United States District Court, D. Maryland, Southern Division

September 21, 2016

VICTOR JAN MORRISON, #358-798, Petitioner,
v.
RICHARD GRAHAM, JR., et al, Respondents.

          MEMORANDUM OPINION

          Paul W. Grimm, United States District Judge

         Petitioner Victor Jan Morrison, a prisoner housed at the Western Correctional Institution, filed a motion seeking habeas corpus relief pursuant to 28 U.S.C. § 2254 on September 30, 2015. Pet., ECF NO.1. Morrison claims that his trial counsel provided ineffective assistance by failing to communicate the Sate's plea offers and ensure that he understood them. Id. at 9-10; Pet'r's Resp. 2, 4, ECF NO.8. After reviewing the parties' submissions, I find no need for an evidentiary hearing. See Loc. R. 105(6); 28 U.S.C. S 2254(e)(2). For the reasons set forth herein, the petition shall be dismissed and a certificate of appealability shall not be issued.

         Procedural and Factual History

         On July 19, 2009, Morrison turned himself in to the authorities for a robbery that occurred at a Wachovia Bank in Ellicott City, Maryland the previous day. Md. Ct. Spec. App. Op. 1-2, ECF No. 5-2. Morrison was subsequently charged in the Circuit Court for Howard County with robbery, second-degree assault, and theft. Cir. Ct. Howard Cnty., Md. Docket 3, ECF No. 51.[1] Following a court order for a competency evaluation, Morrison was found competent and ultimately criminally responsible. Id. at 5-6; Competency Hr'g Tr. 4:21-5:5, ECF No. 7-1. A jury convicted Morrison of robbery and theft of over $500. Cir. Ct. Howard Cnty. Docket 2-3. Morrison was sentenced to twenty-five years in prison. Answer 4, ECF No. 7.

         Morrison appealed, and on March 28, 2011, the Maryland Court of Special Appeals affirmed the conviction. Md. Ct. Spec. App. Op. 6. Morrison did not seek further review in the Maryland Court of Appeals, and, thus, his judgment became final on April 12, 2011, when the time for seeking such review expired. Answer 5; see also Md. Rule 8-302.

         Shortly thereafter, Morrison filed a petition for post-conviction relief in the Circuit Court for Howard County claiming, among other things, that his trial counsel was ineffective for failing to communicate the Sate's plea offers to him and ensure that he understood them. Pet. Post-Conviction Relief 5, ECF No. 7-6; Cir. Ct. Howard Cnty. Docket 9. Following a hearing, the Circuit Court issued a decision on April 2, 2014 granting Morrison a belated panel review of his sentence before a three-judge panel, but otherwise denying post-conviction relief. Post-Conviction Mem. Op. 16, ECF No. 7-7.

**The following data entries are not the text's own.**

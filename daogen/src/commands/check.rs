use std::path::PathBuf;

use clap::Args;
use daogen_codegen_rust::Generator;
use eyre::Result;

use super::open_schema;
use crate::reports::{CheckReport, Report, TerminalOutput};

#[derive(Args)]
pub struct CheckCommand {
    /// Path to the schema file
    #[arg(short, long, default_value = "daogen.toml")]
    pub schema: PathBuf,
}

impl CheckCommand {
    pub fn run(&self) -> Result<()> {
        let schema = open_schema(&self.schema);
        let report = CheckReport {
            schema_path: self.schema.clone(),
            tables: schema.tables.len(),
            enums: schema.enums.len(),
            diagnostics: Generator::new(&schema).diagnostics(),
        };
        report.render(&mut TerminalOutput::new());
        Ok(())
    }
}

         Morrison filed an application for leave to appeal the denial of his ineffective of counsel claim. Appl. Leave Appeal, ECF No. 7-8. On February 15, 2015, the Court of Special Appeals denied Morrisonss application and issued a mandate the following month. Md. Ct. Spec. App. Mandate, ECF No. 5-3.

         As best as I can discern, Morrisonss request for habeas relief reasserts his claim that that trial counsel was ineffective for failing to communicate the plea offers to him. Pet. 9-10; Pet'r's Resp. 2, 4. For the reasons discussed below, Morrison is not entitled to relief.

         Threshold Considerations

         I previously determined that the petition was filed within the one-year limitations period set forth in 28 U.S.C. S 2244(d)(1). ECF NO.6. Further, Morrison no longer has any state direct review available to him with respect to the claim presented. See Answer 8. Thus, his claims are exhausted for the purpose of federal habeas corpus review. See 28 U.S.C. S 2254(c).

         Standard of Review

         Morrisonss ineffective assistance of counsel claim will be analyzed under the statutory framework of the federal habeas statute, 28 U.S.C. S 2254, which sets forth a "highly deferential standard for evaluating state-court rulings." Lindh v. Murphy, 521 U.S. 320, 333 n.7 (1997); see also Bell v. Cone, 543 U.S. 447, 455 (2005). The standard is "difficult to meet, " Cullen v. Pinholster, 563 U.S. 170, 180 (2011) (quoting Harrington v. Richter, 562 U.S. 86, 102 (2011)), and requires courts to "give state-court decisions the benefit of the doubt, " id. (quoting Woodford v. Visciotti, 537 U.S. 19, 24(2002)).

         A federal court may not grant a writ of habeas corpus unless the state's adjudication on the merits: (1) "resulted in a decision that was contrary to, or involved an unreasonable application of, clearly established federal law, as determined by the Supreme Court of the United States, " or (2) "resulted in a decision that was based on an unreasonable determination of the facts in light of the evidence presented in the State court proceeding." 28 U.S.C. S 2254(d).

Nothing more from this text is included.